In a letter printed after the novel’s closing chapter, Eva Josefkowicz tells her readers that her father died when she was a teenager. He had always shared books with her, and ‘when he died, I missed him so much I didn’t really want to speak to anyone’. In time, she realised that their love for each other, and his passion for stories and legends, remained powerfully alive within her, helping to shape this novel. For readers who might have endured a similar loss, Jozefkowicz adds a page of information about the charity, Grief Encounter, who offer support, a helpline, and much more
Kon is about 12 when he also loses his dad, who had been great at sharing books and just talking with Kon; and Kon could talk to him about anything too. His father opened a bookshop, A Likely Story, in the seaside town where they lived. Dad had the knack of finding just the right book for any of his customers. Then, everything stopped; a fatal heart attack among the bookshelves in his beloved shop. The months pass, but Kon speaks to no-one – his friends (and enemies) and teachers at school; not even his grieving Mum. When he can, he heads out to the lonely marshes by the sea, which he and his dad had often explored. Kon discovers the shape of a creature’s claw, embedded in an outcrop of rock. Dad had taught him well. Kon can spot the difference between the print of a Baryonyx and a Megalosaurus, but he’s never seen one like this before: three-pronged, like a bird’s claw, but much, much bigger.
Whenever he returns to gaze at the outline, Kon feels calmer, closer to his dad. It’s here, in this secret place, that he first meets Maya. Or, rather, hears her haunting singing, before they come face to face. She’s studying creatures in danger of extinction; she’s well-informed, because her dad is a conservationist. Her family has just moved to the town since these isolated marshes provide a rich habitat for endangered species.
British Kon and Brazilian Maya share the story from this point. To his surprise, Kon wants to talk with Maya; they find a swift empathy. Kon soon takes her to the bookshop and it’s while they are alone there – about a third of the way through the novel – that the narrative abruptly shifts in pace, place and time. The seaside town will surely have seemed familiar enough to many young readers. The personalities of Kon and Maya may have seemed less familiar, given their circumstances; and also, for a couple of twelve-year-olds, they are exceptionally articulate, self-aware and academically eager (Kon is already making strong progress in trigonometry at his school). Now, within a sentence or two, readers must leave A Likely Story hundreds of years behind them, emerging with Kon and Maya in medieval Krakow, which Kon knows from the legends his father told of his Polish homeland. The locals seem to expect the newcomers, welcoming them warmly. What’s more, the pair are soon playing a part in one of Krakow’s most famous legends – which Kon also recognises as one of his dad’s favourites. It’s about the terrifying dragon who lives beneath the royal castle of Wawel. Rampaging through the city every night, the dragon is reducing the streets to famine and terror, his hunger never sated. Kon is in a strange position since – unlike his new friends – he knows how the story ends, and it didn’t finish well for the dragon. He also now knows who made that print out there on the marshes.

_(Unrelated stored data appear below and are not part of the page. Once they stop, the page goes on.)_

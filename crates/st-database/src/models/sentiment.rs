use chrono::{NaiveDateTime, Utc};
use diesel::prelude::*;
use serde::{Deserialize, Serialize};

use crate::connection::AnyConnection;
use crate::repository::RepositoryResult;
use crate::schema::sentiment_data;

/// A scored text observation (news, social media), optionally tied to a
/// stock symbol. There is no foreign key; the association is by symbol
/// string only.
#[derive(Queryable, Selectable, Identifiable, Debug, Clone, Serialize, Deserialize)]
#[diesel(table_name = sentiment_data)]
pub struct SentimentData {
  pub id: i32,
  pub source: String,
  pub timestamp: NaiveDateTime,
  pub text: Option<String>,
  pub sentiment_score: f64,
  pub stock_symbol: Option<String>,
}

#[derive(Insertable, Debug, Clone)]
#[diesel(table_name = sentiment_data)]
pub struct NewSentimentData {
  pub source: String,
  pub timestamp: NaiveDateTime,
  pub text: Option<String>,
  pub sentiment_score: f64,
  pub stock_symbol: Option<String>,
}

impl NewSentimentData {
  /// Insert a batch of records as one transaction; all-or-nothing.
  pub fn bulk_insert(conn: &mut AnyConnection, records: Vec<Self>) -> RepositoryResult<usize> {
    const BATCH_SIZE: usize = 500;

    let total = conn.transaction::<usize, diesel::result::Error, _>(|conn| {
      let mut inserted = 0;
      for chunk in records.chunks(BATCH_SIZE) {
        for record in chunk {
          inserted += diesel::insert_into(sentiment_data::table).values(record).execute(conn)?;
        }
      }
      Ok(inserted)
    })?;

    Ok(total)
  }
}

impl SentimentData {
  /// Record a sentiment observation. `sentiment_score` is -1.0..1.0 by
  /// convention; the range is not enforced. `timestamp` defaults to the
  /// current UTC time, and `stock_symbol` is normalized to uppercase.
  pub fn create(
    conn: &mut AnyConnection,
    source: &str,
    text: Option<&str>,
    sentiment_score: f64,
    stock_symbol: Option<&str>,
    timestamp: Option<NaiveDateTime>,
  ) -> RepositoryResult<Self> {
    let record = NewSentimentData {
      source: source.to_string(),
      timestamp: timestamp.unwrap_or_else(|| Utc::now().naive_utc()),
      text: text.map(str::to_string),
      sentiment_score,
      stock_symbol: stock_symbol.map(str::to_uppercase),
    };

    diesel::insert_into(sentiment_data::table).values(&record).execute(conn)?;

    let row = sentiment_data::table.order(sentiment_data::id.desc()).first(conn)?;
    Ok(row)
  }

  pub fn find_by_id(conn: &mut AnyConnection, id: i32) -> RepositoryResult<Option<Self>> {
    let record = sentiment_data::table.find(id).first(conn).optional()?;
    Ok(record)
  }

  /// Sentiment records, newest first, with optional symbol and time filters
  /// applied conjunctively.
  pub fn list(
    conn: &mut AnyConnection,
    stock_symbol: Option<&str>,
    start: Option<NaiveDateTime>,
    end: Option<NaiveDateTime>,
    limit: i64,
  ) -> RepositoryResult<Vec<Self>> {
    let mut query = sentiment_data::table.into_boxed();

    if let Some(symbol) = stock_symbol {
      query = query.filter(sentiment_data::stock_symbol.eq(symbol.to_uppercase()));
    }
    if let Some(start) = start {
      query = query.filter(sentiment_data::timestamp.ge(start));
    }
    if let Some(end) = end {
      query = query.filter(sentiment_data::timestamp.le(end));
    }

    let results = query.order(sentiment_data::timestamp.desc()).limit(limit).load(conn)?;
    Ok(results)
  }
}
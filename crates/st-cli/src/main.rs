/*
 *
 *
 *
 *
 * MIT License
 * Copyright (c) 2025. Dwight J. Browne
 * dwight[-at-]dwightjbrowne[-dot-]com
 *
 *
 * Permission is hereby granted, free of charge, to any person obtaining a copy
 * of this software and associated documentation files (the "Software"), to deal
 * in the Software without restriction, including without limitation the rights
 * to use, copy, modify, merge, publish, distribute, sublicense, and/or sell
 * copies of the Software, and to permit persons to whom the Software is
 * furnished to do so, subject to the following conditions:
 *
 * The above copyright notice and this permission notice shall be included in all
 * copies or substantial portions of the Software.
 *
 * THE SOFTWARE IS PROVIDED "AS IS", WITHOUT WARRANTY OF ANY KIND, EXPRESS OR
 * IMPLIED, INCLUDING BUT NOT LIMITED TO THE WARRANTIES OF MERCHANTABILITY,
 * FITNESS FOR A PARTICULAR PURPOSE AND NONINFRINGEMENT. IN NO EVENT SHALL THE
 * AUTHORS OR COPYRIGHT HOLDERS BE LIABLE FOR ANY CLAIM, DAMAGES OR OTHER
 * LIABILITY, WHETHER IN AN ACTION OF CONTRACT, TORT OR OTHERWISE, ARISING FROM,
 * OUT OF OR IN CONNECTION WITH THE SOFTWARE OR THE USE OR OTHER DEALINGS IN THE
 * SOFTWARE.
 */

use anyhow::Result;
use clap::{Parser, Subcommand};
use dotenvy::dotenv;

mod commands;
use commands::query::QueryCommand;

#[derive(Parser, Debug)]
#[command(author, version, about, long_about = None)]
#[command(name = "st-cli")]
#[command(propagate_version = true)]
struct Cli {
  #[command(subcommand)]
  command: Commands,

  /// Verbose output
  #[arg(short, long, global = true)]
  verbose: bool,
}

#[derive(Subcommand, Debug)]
enum Commands {
  /// Create the database tables if they do not exist
  Init,
  Query(QueryCommand),
}

fn main() -> Result<()> {
  // Load environment variables
  dotenv().ok();

  // Parse CLI arguments
  let cli = Cli::parse();

  // Initialize logging
  let log_level = if cli.verbose { "debug" } else { "info" };
  tracing_subscriber::fmt().with_env_filter(log_level).init();

  // Load configuration
  let config = st_core::Config::from_env();

  // Execute command
  match cli.command {
    Commands::Init => commands::init::execute(&config)?,
    Commands::Query(cmd) => commands::query::execute(cmd, &config)?,
  }

  Ok(())
}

Maya and Kon are quick to see they’ve been brought to Krakow to bring the tale of the dragon to its conclusion – but that doesn’t mean they have to stick to the narrative Kon heard in Dad’s version. Readers will surely enjoy the dangers and surprises as the adventure races to its unpredictable end, in contrast to the patient establishment of the characters and their difficulties in the first third of the book. These early chapters may seem to have lacked incident, but the author had her reasons. Remembering her own response to her father’s death, no doubt she wants young readers to recognise the richness of Kon’s relationship with his dad, so that they might later realise that such love neither fades nor dies, but remains to strengthen the one left behind.